Народ Моржа
Шрифт:
Приближалась весна, и в поселках неандертальцев, особенно новых, царил самый настоящий голод. Семен это знал, но изо всех сил старался не замечать – боялся, что не удержится, все раздаст и оставит школу без продовольствия. В конце концов он сломался: дал поручения учителям и обслуге, загрузил нарту и отправился в путь. Три дня спустя он вернулся в «базовый» поселок неандертальцев на совершенно пустой нарте – не только остатков собачьего корма, но и собственного спального мешка назад Семен не привез. Он долго разбирался с Хью, прежде чем убедился, что по большому счету главный неандерталец ничего поделать не может.

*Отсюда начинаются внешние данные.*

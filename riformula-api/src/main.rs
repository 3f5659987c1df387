//! Riformula API Server Entry Point
//!
//! Bootstraps configuration, opens the JSON stores, wires the OpenRouter
//! provider into the rewrite engine, spawns the snapshot scheduler and
//! starts the Axum HTTP server.

use std::sync::Arc;

use axum::Router;
use riformula_api::{create_api_router, ApiConfig, ApiError, ApiResult, AppState};
use riformula_core::RewriteConfig;
use riformula_engine::{RetryPolicy, RewriteEngine};
use riformula_llm::OpenRouterGenerationProvider;
use riformula_storage::{
    JsonCorrectionStore, JsonExampleStore, JsonFeedbackStore, SnapshotScheduler,
};
use tracing_subscriber::EnvFilter;

#[tokio::main]
async fn main() -> ApiResult<()> {
    tracing_subscriber::fmt()
        .with_env_filter(EnvFilter::try_from_default_env().unwrap_or_else(|_| "info".into()))
        .init();

    let api_config = ApiConfig::from_env();
    let rewrite_config = RewriteConfig::from_env();
    rewrite_config
        .validate()
        .map_err(|e| ApiError::internal_error(format!("Invalid configuration: {}", e)))?;

    if !api_config.has_api_key() {
        tracing::warn!("OPENROUTER_API_KEY is not configured; rewrite requests will fail upstream");
    }

    // JSON stores, one document each, under the data directory.
    let thresholds = rewrite_config.thresholds;
    let examples = Arc::new(JsonExampleStore::open(
        api_config.data_dir.join("examples_db.json"),
    ));
    let feedback = Arc::new(JsonFeedbackStore::open(
        api_config.data_dir.join("feedback_db.json"),
        thresholds,
    ));
    let corrections = Arc::new(JsonCorrectionStore::open(
        api_config.data_dir.join("corrections_db.json"),
        thresholds,
    ));

    let provider = Arc::new(
        OpenRouterGenerationProvider::new(
            api_config.openrouter_api_key.clone(),
            rewrite_config.model.clone(),
            rewrite_config.upstream_timeout,
        )
        .with_referer(api_config.referer.clone()),
    );

    let engine = Arc::new(RewriteEngine::new(
        provider,
        examples.clone(),
        feedback.clone(),
        corrections.clone(),
        rewrite_config,
        RetryPolicy::default_policy(),
    ));

    // Snapshot scheduler: one pass at startup, then on every interval tick.
    let snapshot_task = SnapshotScheduler::new(&api_config.backup_dir, api_config.snapshot_interval)
        .register(examples)
        .register(feedback)
        .register(corrections)
        .spawn();

    let state = AppState::new(engine);
    let app: Router = create_api_router(state, &api_config);

    let addr = api_config.resolve_bind_addr()?;
    tracing::info!(%addr, "Starting Riformula API server");

    let listener = tokio::net::TcpListener::bind(addr)
        .await
        .map_err(|e| ApiError::internal_error(format!("Failed to bind {}: {}", addr, e)))?;

    let server = axum::serve(listener, app);
    tokio::select! {
        result = server => {
            result.map_err(|e| ApiError::internal_error(format!("Server error: {}", e)))?;
        }
        _ = tokio::signal::ctrl_c() => {
            tracing::info!("Shutdown signal received");
        }
    }

    snapshot_task.abort();
    Ok(())
}
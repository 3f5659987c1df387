//! Shared fixtures and generators for Riformula tests.
//!
//! Builders for in-memory store wiring, canned Italian activity inputs and
//! proptest strategies. Consumed as a dev-dependency by the engine and API
//! crates.

use chrono::Utc;
use riformula_core::{ExampleRecord, FeedbackPolarity, SimilarityThresholds};
use riformula_llm::ScriptedProvider;
use riformula_storage::{
    FeedbackStore, InMemoryCorrectionStore, InMemoryExampleStore, InMemoryFeedbackStore,
};
use std::sync::Arc;

/// Informal descriptions in the register the service receives.
pub const SAMPLE_INPUTS: &[&str] = &[
    "presidio zara",
    "creazione utente richiesto + settaggio impostazioni rds",
    "supporto outlook + ticket aperto",
    "installazione software antivirus su server exchange",
    "configurazione server e installazione aggiornamenti di sicurezza",
];

/// The formal counterpart of `SAMPLE_INPUTS[0]`.
pub const SAMPLE_OUTPUT: &str = "Presidio tecnico presso il punto vendita Zara.";

/// A record with the given usage count, timestamped now.
pub fn example_record(input: &str, output: &str, usage_count: u32) -> ExampleRecord {
    let now = Utc::now();
    let mut record = ExampleRecord::new(input, output, now);
    record.usage_count = usage_count;
    record.recompute_quality(now);
    record
}

/// Fresh in-memory store trio sharing default thresholds, ready to inject
/// into an engine.
pub struct StoreFixture {
    pub examples: Arc<InMemoryExampleStore>,
    pub feedback: Arc<InMemoryFeedbackStore>,
    pub corrections: Arc<InMemoryCorrectionStore>,
}

impl StoreFixture {
    pub fn new() -> Self {
        let thresholds = SimilarityThresholds::default();
        Self {
            examples: Arc::new(InMemoryExampleStore::new()),
            feedback: Arc::new(InMemoryFeedbackStore::new(thresholds)),
            corrections: Arc::new(InMemoryCorrectionStore::new(thresholds)),
        }
    }

    /// Pre-record negative feedback, as a user rejecting `enhanced` would.
    pub fn with_negative_feedback(self, original: &str, enhanced: &str) -> Self {
        self.feedback
            .record_feedback(original, enhanced, FeedbackPolarity::Negative)
            .expect("in-memory record_feedback cannot fail");
        self
    }

    /// Pre-record positive feedback.
    pub fn with_positive_feedback(self, original: &str, enhanced: &str) -> Self {
        self.feedback
            .record_feedback(original, enhanced, FeedbackPolarity::Positive)
            .expect("in-memory record_feedback cannot fail");
        self
    }
}

impl Default for StoreFixture {
    fn default() -> Self {
        Self::new()
    }
}

/// A scripted provider pre-loaded with the given completions, in order.
pub fn scripted_provider(outputs: &[&str]) -> Arc<ScriptedProvider> {
    let provider = ScriptedProvider::new("test/model");
    for output in outputs {
        provider.enqueue(*output);
    }
    Arc::new(provider)
}

/// Proptest strategies for generator-driven tests.
pub mod strategies {
    use proptest::prelude::*;

    /// Short Italian-looking activity descriptions.
    pub fn activity_description() -> impl Strategy<Value = String> {
        proptest::collection::vec("[a-zàèéìòù]{2,12}", 1..6)
            .prop_map(|words| words.join(" "))
    }

    /// Formal-looking sentences, capitalized and terminated.
    pub fn formal_sentence() -> impl Strategy<Value = String> {
        proptest::collection::vec("[a-zàèéìòù]{3,12}", 2..8).prop_map(|words| {
            let mut sentence = words.join(" ");
            if let Some(first) = sentence.get_mut(0..1) {
                first.make_ascii_uppercase();
            }
            sentence.push('.');
            sentence
        })
    }
}

#[cfg(test)]
mod tests {
    use super::*;

    #[test]
    fn test_example_record_fixture() {
        let record = example_record("presidio zara", SAMPLE_OUTPUT, 3);
        assert_eq!(record.usage_count, 3);
        assert!(record.quality_score > 0.0 && record.quality_score < 1.0);
    }

    #[test]
    fn test_store_fixture_wiring() {
        let fixture = StoreFixture::new()
            .with_negative_feedback("test input", "Test Output.")
            .with_positive_feedback("presidio zara", SAMPLE_OUTPUT);

        assert!(fixture
            .feedback
            .is_known_negative("test input", "Test Output.")
            .unwrap());
        let stats = fixture.feedback.stats().unwrap();
        assert_eq!(stats.total_positive, 1);
        assert_eq!(stats.total_negative, 1);
    }

    #[test]
    fn test_scripted_provider_fixture() {
        let provider = scripted_provider(&["Uno.", "Due."]);
        assert_eq!(provider.call_count(), 0);
    }
}
use std::collections::HashSet;

use sema_ast::NodeId;

use crate::result::{SemanticResult, TypeKind};

/// Follows alias layers down to the aliased terminal.
///
/// An alias that could not be resolved, or whose chain revisits an alias
/// declaration, yields `Unknown`. Ambiguous sets are stripped element-wise.
pub fn strip_aliases(result: &SemanticResult) -> SemanticResult {
  match result {
    SemanticResult::Ambiguous(candidates) => SemanticResult::Ambiguous(candidates.iter().map(strip_aliases).collect()),
    _ => strip_alias_chain(result),
  }
}

fn strip_alias_chain(result: &SemanticResult) -> SemanticResult {
  let mut visited: HashSet<NodeId> = HashSet::new();
  let mut current = result;

  loop {
    let Some(TypeKind::Alias(alias)) = current.kind() else {
      return current.clone();
    };

    if !visited.insert(alias.definition.id) {
      return SemanticResult::Unknown;
    }

    match &alias.base {
      Some(base) => current = base.as_ref(),
      None => return SemanticResult::Unknown,
    }
  }
}

/// Drops array-access, member-reference, delegate-call and bound
/// template-parameter layers to expose the structural type underneath.
///
/// A member reference to a constructor unwraps to the constructed type, which
/// is what its `base` holds, instead of the constructor's own return type.
pub fn strip_wrapper_layers(result: &SemanticResult) -> SemanticResult {
  if let SemanticResult::Ambiguous(candidates) = result {
    return SemanticResult::Ambiguous(candidates.iter().map(strip_wrapper_layers).collect());
  }

  let mut current = result.clone();
  loop {
    let next = match current.kind() {
      Some(TypeKind::ArrayAccess(inner)) | Some(TypeKind::DelegateCall(inner)) => Some((**inner).clone()),
      Some(TypeKind::Member(member)) => Some(member.base.as_deref().cloned().unwrap_or(SemanticResult::Unknown)),
      Some(TypeKind::TemplateParameter(param)) => param.base.as_deref().cloned(),
      _ => None,
    };

    match next {
      Some(next) => current = next,
      None => return current,
    }
  }
}

/// Strips wrapper and alias layers until neither applies.
pub fn strip_all(result: &SemanticResult) -> SemanticResult {
  let mut current = result.clone();
  loop {
    let next = strip_aliases(&strip_wrapper_layers(&current));
    if next == current {
      return next;
    }
    current = next;
  }
}

#[cfg(test)]
mod tests {
  use sema_ast::declarations::{ASTDeclaration, ASTFunction};
  use sema_ast::types::{ASTType, PrimitiveKind};
  use sema_ast::{DeclRef, Span};

  use super::*;
  use crate::result::{AliasType, SemanticResult};

  fn alias_decl(name: &str) -> DeclRef {
    ASTDeclaration::alias(name, ASTType::identifier("int"), Span::default())
  }

  fn alias(
    definition: &DeclRef,
    base: Option<SemanticResult>,
  ) -> SemanticResult {
    SemanticResult::of(TypeKind::Alias(AliasType {
      definition: definition.clone(),
      base: base.map(Box::new),
    }))
  }

  #[test]
  fn test_alias_chain_terminates_at_terminal() {
    let a = alias_decl("A");
    let b = alias_decl("B");
    let int = SemanticResult::primitive(PrimitiveKind::Int);
    let chain = alias(&a, Some(alias(&b, Some(int.clone()))));

    assert_eq!(strip_aliases(&chain), int);
  }

  #[test]
  fn test_self_referential_alias_is_unknown() {
    let a = alias_decl("A");
    let cyclic = alias(&a, Some(alias(&a, Some(SemanticResult::primitive(PrimitiveKind::Int)))));
    assert!(strip_aliases(&cyclic).is_unknown());

    let unresolved = alias(&a, None);
    assert!(strip_aliases(&unresolved).is_unknown());
  }

  #[test]
  fn test_constructor_reference_unwraps_to_constructed_type() {
    let class = ASTDeclaration::aggregate(
      "C",
      Span::default(),
      sema_ast::declarations::ASTAggregate::new(sema_ast::declarations::AggregateKind::Class),
    );
    let ctor = ASTDeclaration::function("this", Span::default(), ASTFunction::constructor(vec![], None));
    class.scope().add(ctor.clone());

    let class_type = SemanticResult::of(TypeKind::UserDefined(crate::result::UserDefinedType {
      kind: crate::result::UserTypeKind::Class,
      definition: class.clone(),
      base: None,
      interfaces: vec![],
      deduced: Default::default(),
    }));
    let reference = SemanticResult::member(ctor, Some(class_type.clone()));

    assert_eq!(strip_wrapper_layers(&reference), class_type);
  }

  #[test]
  fn test_wrappers_peel_in_order() {
    let int = SemanticResult::primitive(PrimitiveKind::Int);
    let access = SemanticResult::of(TypeKind::ArrayAccess(Box::new(SemanticResult::of(TypeKind::DelegateCall(
      Box::new(int.clone()),
    )))));
    assert_eq!(strip_wrapper_layers(&access), int);
  }

  #[test]
  fn test_strip_all_mixes_layers() {
    let a = alias_decl("A");
    let var = ASTDeclaration::variable("v", None, None, Span::default());
    let int = SemanticResult::primitive(PrimitiveKind::Int);
    let mixed = SemanticResult::member(var, Some(alias(&a, Some(int.clone()))));
    assert_eq!(strip_all(&mixed), int);
  }
}
pub mod diagnostic_report;
pub mod message;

А потом…
Потом Семен выбрался наружу из вонючей полуземлянки и увидел довольно обычную здесь картину: трое мужчин сидели на снегу лицом друг к другу и молча смотрели куда-то
Семен попытался сосредоточиться и вспомнить былые ощущения. Вскоре (или когда?) он обнаружил, что сидит не с краю, а в центре круга. Круг же этот образуют несколько десятков неандертальцев, причем многих из них он знает. Все они смотрят на него, а он смотрит на них – даже на тех, кто находится за его спиной. Сначала Семен удивлялся, откуда взялись те, кто давно умер или даже погиб от его руки. Потом он понял, что они все, да и он тоже, видят одними глазами – темно-карими, почти черными, глубоко посаженными под выступающими валиками бровей…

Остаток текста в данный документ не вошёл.